* Activity
Your result should be the lines holding the word "Product", copied from the entries below.

[Opening Records shown section]

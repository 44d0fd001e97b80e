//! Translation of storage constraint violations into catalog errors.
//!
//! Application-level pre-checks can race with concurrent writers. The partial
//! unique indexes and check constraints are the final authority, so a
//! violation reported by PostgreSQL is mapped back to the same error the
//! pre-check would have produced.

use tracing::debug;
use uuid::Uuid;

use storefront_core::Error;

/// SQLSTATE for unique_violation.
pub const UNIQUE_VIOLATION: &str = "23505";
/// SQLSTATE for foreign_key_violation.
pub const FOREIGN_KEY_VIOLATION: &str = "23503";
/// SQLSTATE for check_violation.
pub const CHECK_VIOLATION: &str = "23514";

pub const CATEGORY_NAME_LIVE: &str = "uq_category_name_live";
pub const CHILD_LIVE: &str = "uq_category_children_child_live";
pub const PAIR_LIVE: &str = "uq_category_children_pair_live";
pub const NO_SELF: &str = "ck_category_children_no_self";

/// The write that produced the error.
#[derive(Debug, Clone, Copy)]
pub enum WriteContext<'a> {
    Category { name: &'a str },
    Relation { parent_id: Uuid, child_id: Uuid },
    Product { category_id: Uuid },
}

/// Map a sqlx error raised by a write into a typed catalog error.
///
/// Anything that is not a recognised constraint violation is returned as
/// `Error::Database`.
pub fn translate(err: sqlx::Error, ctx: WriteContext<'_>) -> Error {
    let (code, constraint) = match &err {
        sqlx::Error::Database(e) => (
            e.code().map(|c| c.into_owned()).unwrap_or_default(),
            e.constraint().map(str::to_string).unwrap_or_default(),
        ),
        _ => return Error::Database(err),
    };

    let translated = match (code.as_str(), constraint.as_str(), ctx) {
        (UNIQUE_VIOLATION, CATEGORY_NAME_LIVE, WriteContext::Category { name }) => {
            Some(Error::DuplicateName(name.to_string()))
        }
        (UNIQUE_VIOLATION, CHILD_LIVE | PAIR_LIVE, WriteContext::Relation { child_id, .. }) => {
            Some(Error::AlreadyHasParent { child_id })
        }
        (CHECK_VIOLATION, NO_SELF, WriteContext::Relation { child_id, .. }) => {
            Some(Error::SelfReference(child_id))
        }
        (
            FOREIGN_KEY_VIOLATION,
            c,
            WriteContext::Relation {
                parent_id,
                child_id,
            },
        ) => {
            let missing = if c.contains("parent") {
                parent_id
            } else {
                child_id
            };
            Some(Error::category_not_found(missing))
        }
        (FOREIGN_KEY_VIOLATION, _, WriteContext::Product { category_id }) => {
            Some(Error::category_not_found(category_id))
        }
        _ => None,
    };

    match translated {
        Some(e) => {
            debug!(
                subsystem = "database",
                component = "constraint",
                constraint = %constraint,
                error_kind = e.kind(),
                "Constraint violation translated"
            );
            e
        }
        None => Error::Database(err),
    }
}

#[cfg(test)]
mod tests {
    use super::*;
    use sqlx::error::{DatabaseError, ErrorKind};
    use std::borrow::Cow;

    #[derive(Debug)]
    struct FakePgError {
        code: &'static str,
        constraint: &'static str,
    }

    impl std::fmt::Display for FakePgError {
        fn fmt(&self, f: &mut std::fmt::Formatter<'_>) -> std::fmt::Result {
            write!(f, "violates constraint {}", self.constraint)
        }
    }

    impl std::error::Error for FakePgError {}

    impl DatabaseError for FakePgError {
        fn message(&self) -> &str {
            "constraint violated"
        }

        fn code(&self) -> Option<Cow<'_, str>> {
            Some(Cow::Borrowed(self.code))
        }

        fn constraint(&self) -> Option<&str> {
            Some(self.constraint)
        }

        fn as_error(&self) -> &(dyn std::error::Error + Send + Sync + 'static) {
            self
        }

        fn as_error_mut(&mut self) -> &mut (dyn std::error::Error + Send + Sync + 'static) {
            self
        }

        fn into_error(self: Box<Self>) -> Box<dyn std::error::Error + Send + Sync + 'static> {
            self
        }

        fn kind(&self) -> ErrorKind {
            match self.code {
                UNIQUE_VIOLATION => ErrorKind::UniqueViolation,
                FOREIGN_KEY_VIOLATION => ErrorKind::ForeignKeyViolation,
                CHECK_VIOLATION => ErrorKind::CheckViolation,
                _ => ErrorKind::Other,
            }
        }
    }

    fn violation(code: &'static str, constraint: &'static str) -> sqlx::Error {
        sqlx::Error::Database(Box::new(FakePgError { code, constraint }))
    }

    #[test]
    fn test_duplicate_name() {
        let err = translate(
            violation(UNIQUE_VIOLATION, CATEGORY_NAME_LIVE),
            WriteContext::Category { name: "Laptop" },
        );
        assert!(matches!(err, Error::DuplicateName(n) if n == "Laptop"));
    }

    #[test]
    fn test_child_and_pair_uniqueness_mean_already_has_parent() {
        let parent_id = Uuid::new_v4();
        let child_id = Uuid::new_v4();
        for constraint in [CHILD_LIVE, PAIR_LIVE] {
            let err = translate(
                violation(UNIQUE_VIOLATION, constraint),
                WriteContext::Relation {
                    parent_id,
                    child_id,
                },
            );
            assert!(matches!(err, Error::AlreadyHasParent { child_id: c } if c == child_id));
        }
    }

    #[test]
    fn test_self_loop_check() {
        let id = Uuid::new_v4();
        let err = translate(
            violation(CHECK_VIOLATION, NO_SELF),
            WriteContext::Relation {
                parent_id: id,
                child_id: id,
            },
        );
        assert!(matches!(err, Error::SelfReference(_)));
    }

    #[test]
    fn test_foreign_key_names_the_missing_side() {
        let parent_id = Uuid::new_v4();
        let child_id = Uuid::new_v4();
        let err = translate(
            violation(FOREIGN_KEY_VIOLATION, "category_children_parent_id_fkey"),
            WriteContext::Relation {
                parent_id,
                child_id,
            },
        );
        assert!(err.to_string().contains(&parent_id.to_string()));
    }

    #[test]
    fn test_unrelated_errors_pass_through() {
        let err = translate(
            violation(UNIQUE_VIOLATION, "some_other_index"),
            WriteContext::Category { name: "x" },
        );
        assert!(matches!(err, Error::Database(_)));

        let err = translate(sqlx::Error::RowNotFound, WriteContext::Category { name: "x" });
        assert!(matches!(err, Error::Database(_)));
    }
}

[Closing Records shown section]

* Solution
    Product { category_id: Uuid },
        (FOREIGN_KEY_VIOLATION, _, WriteContext::Product { category_id }) => {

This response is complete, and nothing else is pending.